Jon,

I had to do this same thing after the switch to SubVersion.  I had a bunch of files I had changed locally, and needed to get back in sync.  I ended up finding a Subversion rev that was a good starting point based on date, and then continued to use "svn update -r<rev>" until I got to a point where the only differences between the Subversion working copy and the CVS checkout were my own changes.  It looked something like the following (pretend svn_rc_dir holds the SVN working copy, and svn_cvs_dir holds the CVS checkout):

.../svn_rc_dir# svn checkout -r175 https://svn.roundcube.net/trunk/roundcubemail
.../svn_rc_dir# diff -r -x .svn -x CVS roundcubemail ../cvs_rc_dir/roundcubemail
<lots of diff output>
.../svn_rc_dir# svn update -r176
.../svn_rc_dir# <repeat diff>
Continue updating with a new rev number until the diff output is only changes that you've made. Now you have an SVN working copy that matches the "baseline" of your CVS working copy.  At this point, you can copy all of your changed files from your CVS directory.  Then, do another update to merge up to the latest SVN version:

.../svn_rc_dir# svn update 

 You might have to resolve some merge conflicts, but that's a whole different process...  Smile

Hope this helps!

-Eric

 

On Fri, 23 Jun 2006 01:35:19 -0400 (EDT), Jon Daley wrote:

 	I have finally had some time to switch over to subversion.  I am
having trouble figuring out where the switch happened. From CVS, I see
the last update as 05/18, and the changelog was modified in subversion rev
238, but it seems that cvs has revision 236 and 238, but not 237.
Basically what I want is the correct command like this:

svn merge -r236:HEAD https://svn.roundcube.net/trunk/roundcubemail .
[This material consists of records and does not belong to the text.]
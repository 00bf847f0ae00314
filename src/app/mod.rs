// SPDX-License-Identifier: MPL-2.0
//! Application root state and orchestration.
//!
//! The `App` struct wires together the backend client, the gallery state, and
//! the notification manager, and translates messages into backend requests.
//! This file keeps policy decisions (window size, startup configuration, base
//! address precedence) close to the main update loop so it is easy to audit
//! user-facing behavior.

mod message;
mod subscription;
mod update;
mod view;

pub use message::{Flags, Message};

use crate::api::FrameClient;
use crate::config;
use crate::gallery::brightness::Brightness;
use crate::gallery::Gallery;
use crate::ui::notifications;
use iced::widget::image::Handle;
use iced::{window, Element, Subscription, Task, Theme};
use std::collections::HashMap;
use std::fmt;
use std::path::PathBuf;
use std::sync::Arc;

pub const WINDOW_DEFAULT_HEIGHT: u32 = 700;
pub const WINDOW_DEFAULT_WIDTH: u32 = 800;
pub const MIN_WINDOW_HEIGHT: u32 = 480;
pub const MIN_WINDOW_WIDTH: u32 = 480;

/// Root Iced application state bridging the backend client and UI components.
pub struct App {
    /// Client for the configured backend.
    client: Arc<FrameClient>,
    /// Image list, selection set, and in-flight operation flags.
    gallery: Gallery,
    /// Brightness slider state (live vs. committed value).
    brightness: Brightness,
    /// Fetched thumbnails, keyed by image identifier.
    thumbnails: HashMap<String, Handle>,
    /// File picked for the next upload, if any.
    upload_file: Option<PathBuf>,
    /// Number of tile columns in the gallery grid.
    columns: usize,
    /// Edge length of a square gallery tile, in logical pixels.
    tile_size: f32,
    /// Toast notification manager for user feedback.
    notifications: notifications::Manager,
}

impl fmt::Debug for App {
    fn fmt(&self, f: &mut fmt::Formatter<'_>) -> fmt::Result {
        f.debug_struct("App")
            .field("base_url", &self.client.base_url())
            .field("images", &self.gallery.images().len())
            .finish()
    }
}

impl Default for App {
    fn default() -> Self {
        Self {
            client: Arc::new(FrameClient::new(config::DEFAULT_BASE_URL)),
            gallery: Gallery::new(),
            brightness: Brightness::default(),
            thumbnails: HashMap::new(),
            upload_file: None,
            columns: config::DEFAULT_GALLERY_COLUMNS,
            tile_size: config::DEFAULT_TILE_SIZE,
            notifications: notifications::Manager::new(),
        }
    }
}

impl App {
    /// Initializes application state from `Flags` and the config file, and
    /// kicks off the initial gallery listing.
    ///
    /// Base address precedence: CLI flag, then config file, then the built-in
    /// default.
    fn new(flags: Flags) -> (Self, Task<Message>) {
        let (config, config_warning) = config::load_with_override(
            flags.config_dir.as_ref().map(PathBuf::from),
        );

        let base_url = flags
            .server
            .or(config.server.base_url)
            .unwrap_or_else(|| config::DEFAULT_BASE_URL.to_string());

        let mut app = App {
            client: Arc::new(FrameClient::new(base_url)),
            brightness: Brightness::new(
                config.brightness.initial.unwrap_or(config::DEFAULT_BRIGHTNESS),
            ),
            columns: config
                .gallery
                .columns
                .filter(|columns| *columns > 0)
                .unwrap_or(config::DEFAULT_GALLERY_COLUMNS),
            tile_size: config
                .gallery
                .tile_size
                .filter(|size| *size > 0.0)
                .unwrap_or(config::DEFAULT_TILE_SIZE),
            ..Self::default()
        };

        if let Some(warning) = config_warning {
            app.notifications
                .push(notifications::Notification::warning(warning));
        }

        tracing::info!(base_url = app.client.base_url(), "starting up");

        let task = update::refresh_gallery(&mut app);
        (app, task)
    }

    fn title(&self) -> String {
        String::from("Frame Remote")
    }

    fn theme(&self) -> Theme {
        Theme::Dark
    }

    fn update(&mut self, message: Message) -> Task<Message> {
        update::update(self, message)
    }

    fn view(&self) -> Element<'_, Message> {
        view::view(self)
    }

    fn subscription(&self) -> Subscription<Message> {
        subscription::create_tick_subscription(self.notifications.has_notifications())
    }
}

/// Builds the window settings.
pub fn window_settings() -> window::Settings {
    window::Settings {
        size: iced::Size::new(WINDOW_DEFAULT_WIDTH as f32, WINDOW_DEFAULT_HEIGHT as f32),
        min_size: Some(iced::Size::new(
            MIN_WINDOW_WIDTH as f32,
            MIN_WINDOW_HEIGHT as f32,
        )),
        ..window::Settings::default()
    }
}

/// Entry point used by `main.rs` to launch the Iced application loop.
pub fn run(flags: Flags) -> iced::Result {
    use std::cell::RefCell;

    // Wrap flags in RefCell<Option<_>> to satisfy Fn trait requirement
    // while only consuming flags once (iced 0.14 requires Fn, not FnOnce)
    let boot_state = RefCell::new(Some(flags));
    let boot = move || {
        let flags = boot_state
            .borrow_mut()
            .take()
            .expect("Boot function called more than once");
        App::new(flags)
    };

    iced::application(boot, App::update, App::view)
        .title(App::title)
        .theme(App::theme)
        .window(window_settings())
        .subscription(App::subscription)
        .run()
}

#[cfg(test)]
mod tests {
    use super::*;
    use crate::error::Error;

    fn loaded_app(images: &[&str]) -> App {
        let mut app = App::default();
        let _ = app.update(Message::GalleryLoaded(Ok(images
            .iter()
            .map(|s| s.to_string())
            .collect())));
        app
    }

    fn image_names(app: &App) -> Vec<&str> {
        app.gallery.images().iter().map(String::as_str).collect()
    }

    #[test]
    fn gallery_loaded_replaces_image_list() {
        let app = loaded_app(&["a.jpg", "b.jpg"]);
        assert_eq!(image_names(&app), ["a.jpg", "b.jpg"]);
        assert!(!app.gallery.is_loading());
    }

    #[test]
    fn gallery_load_failure_keeps_previous_list() {
        let mut app = loaded_app(&["a.jpg"]);
        let _ = app.update(Message::RefreshPressed);
        let _ = app.update(Message::GalleryLoaded(Err(Error::Http(
            "connection refused".into(),
        ))));

        assert_eq!(image_names(&app), ["a.jpg"]);
        assert!(!app.gallery.is_loading());
        assert!(app.notifications.has_notifications(), "failure shows a toast");
    }

    #[test]
    fn tile_toggle_is_a_symmetric_difference() {
        let mut app = loaded_app(&["a.jpg", "b.jpg"]);

        let _ = app.update(Message::TileToggled("a.jpg".into()));
        let _ = app.update(Message::TileToggled("b.jpg".into()));
        let _ = app.update(Message::TileToggled("a.jpg".into()));

        assert!(!app.gallery.is_selected("a.jpg"));
        assert!(app.gallery.is_selected("b.jpg"));
    }

    #[test]
    fn delete_with_empty_selection_is_a_no_op() {
        let mut app = loaded_app(&["a.jpg"]);

        let _ = app.update(Message::DeletePressed);

        assert!(!app.gallery.is_deleting());
        assert_eq!(image_names(&app), ["a.jpg"]);
    }

    #[test]
    fn delete_completion_removes_only_confirmed_identifiers() {
        let mut app = loaded_app(&["a.jpg", "b.jpg", "c.jpg"]);
        let _ = app.update(Message::TileToggled("a.jpg".into()));
        let _ = app.update(Message::TileToggled("b.jpg".into()));
        let _ = app.update(Message::DeletePressed);
        assert!(app.gallery.is_deleting());

        let _ = app.update(Message::DeleteCompleted(Ok(vec!["a.jpg".into()])));

        assert_eq!(image_names(&app), ["b.jpg", "c.jpg"]);
        assert!(app.gallery.is_selected("b.jpg"), "unconfirmed stays selected");
        assert!(!app.gallery.is_deleting());
    }

    #[test]
    fn delete_failure_leaves_list_and_selection_unchanged() {
        let mut app = loaded_app(&["a.jpg", "b.jpg"]);
        let _ = app.update(Message::TileToggled("a.jpg".into()));
        let _ = app.update(Message::DeletePressed);

        let _ = app.update(Message::DeleteCompleted(Err(Error::Http("500".into()))));

        assert_eq!(image_names(&app), ["a.jpg", "b.jpg"]);
        assert!(app.gallery.is_selected("a.jpg"));
        assert!(!app.gallery.is_deleting());
    }

    #[test]
    fn upload_without_chosen_file_is_a_no_op() {
        let mut app = loaded_app(&["a.jpg"]);

        let _ = app.update(Message::UploadPressed);

        assert!(!app.gallery.is_uploading());
        assert_eq!(image_names(&app), ["a.jpg"]);
    }

    #[test]
    fn upload_completion_appends_backend_identifier() {
        let mut app = loaded_app(&["a.jpg"]);
        let _ = app.update(Message::UploadFileChosen(Some(PathBuf::from(
            "/tmp/holiday.png",
        ))));
        let _ = app.update(Message::UploadPressed);
        assert!(app.gallery.is_uploading());

        let _ = app.update(Message::UploadCompleted(Ok("holiday.png".into())));

        assert_eq!(image_names(&app), ["a.jpg", "holiday.png"]);
        assert!(app.upload_file.is_none(), "chosen file is consumed");
        assert!(!app.gallery.is_uploading());
    }

    #[test]
    fn duplicate_upload_identifier_is_appended_verbatim() {
        let mut app = loaded_app(&["a.jpg"]);
        let _ = app.update(Message::UploadFileChosen(Some(PathBuf::from("/tmp/a.jpg"))));
        let _ = app.update(Message::UploadPressed);
        let _ = app.update(Message::UploadCompleted(Ok("a.jpg".into())));

        assert_eq!(image_names(&app), ["a.jpg", "a.jpg"]);
    }

    #[test]
    fn dialog_cancel_keeps_previous_choice() {
        let mut app = App::default();
        let _ = app.update(Message::UploadFileChosen(Some(PathBuf::from("/tmp/x.png"))));
        let _ = app.update(Message::UploadFileChosen(None));

        assert_eq!(app.upload_file, Some(PathBuf::from("/tmp/x.png")));
    }

    #[test]
    fn brightness_drag_does_not_commit() {
        let mut app = App::default();

        let _ = app.update(Message::BrightnessChanged(55));
        let _ = app.update(Message::BrightnessChanged(70));

        assert_eq!(app.brightness.live(), 70);
        assert_eq!(app.brightness.committed(), config::DEFAULT_BRIGHTNESS);
    }

    #[test]
    fn brightness_release_commits_final_value() {
        let mut app = App::default();

        let _ = app.update(Message::BrightnessChanged(80));
        let _ = app.update(Message::BrightnessReleased);

        assert_eq!(app.brightness.committed(), 80);
    }

    #[test]
    fn thumbnail_fetch_failure_keeps_placeholder() {
        let mut app = loaded_app(&["a.jpg"]);

        let _ = app.update(Message::ThumbnailFetched {
            identifier: "a.jpg".into(),
            result: Err(Error::Http("404".into())),
        });

        assert!(app.thumbnails.is_empty());
        assert!(
            !app.notifications.has_notifications(),
            "thumbnail failures do not toast"
        );
    }

    #[test]
    fn power_failure_surfaces_a_toast() {
        let mut app = App::default();

        let _ = app.update(Message::PowerCompleted {
            on: true,
            result: Err(Error::Http("timeout".into())),
        });

        assert!(app.notifications.has_notifications());
    }

    #[test]
    fn end_to_end_session_state_transitions() {
        let mut app = App::default();

        // Initial listing arrives.
        let _ = app.update(Message::GalleryLoaded(Ok(vec![
            "a.jpg".into(),
            "b.jpg".into(),
            "c.jpg".into(),
        ])));

        // Select two images and delete them; backend confirms both.
        let _ = app.update(Message::TileToggled("a.jpg".into()));
        let _ = app.update(Message::TileToggled("c.jpg".into()));
        let _ = app.update(Message::DeletePressed);
        let _ = app.update(Message::DeleteCompleted(Ok(vec![
            "a.jpg".into(),
            "c.jpg".into(),
        ])));
        assert_eq!(image_names(&app), ["b.jpg"]);
        assert!(!app.gallery.has_selection());

        // Upload a new image.
        let _ = app.update(Message::UploadFileChosen(Some(PathBuf::from("/tmp/d.png"))));
        let _ = app.update(Message::UploadPressed);
        let _ = app.update(Message::UploadCompleted(Ok("d.png".into())));
        assert_eq!(image_names(&app), ["b.jpg", "d.png"]);

        // Adjust brightness and release once.
        let _ = app.update(Message::BrightnessChanged(65));
        let _ = app.update(Message::BrightnessReleased);
        assert_eq!(app.brightness.committed(), 65);
    }
}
I believe 236 is slightly wrong, but I am a little lost.

Can anyone help?

On Wed, 31 May 2006, Robin Elfrink wrote:
> Sergio A. Kessler wrote:
>
>> svn checkout https://svn.roundcube.net/trunk
>>
>> to download the current version of rouncube.
>>
>> is that rigth ?
>> that is where the development is going in ?
>
> Yup.
>
>

**************************************
Jon Daley
http://jon.limedaley.com/

Talking much about oneself can also be a means to conceal oneself.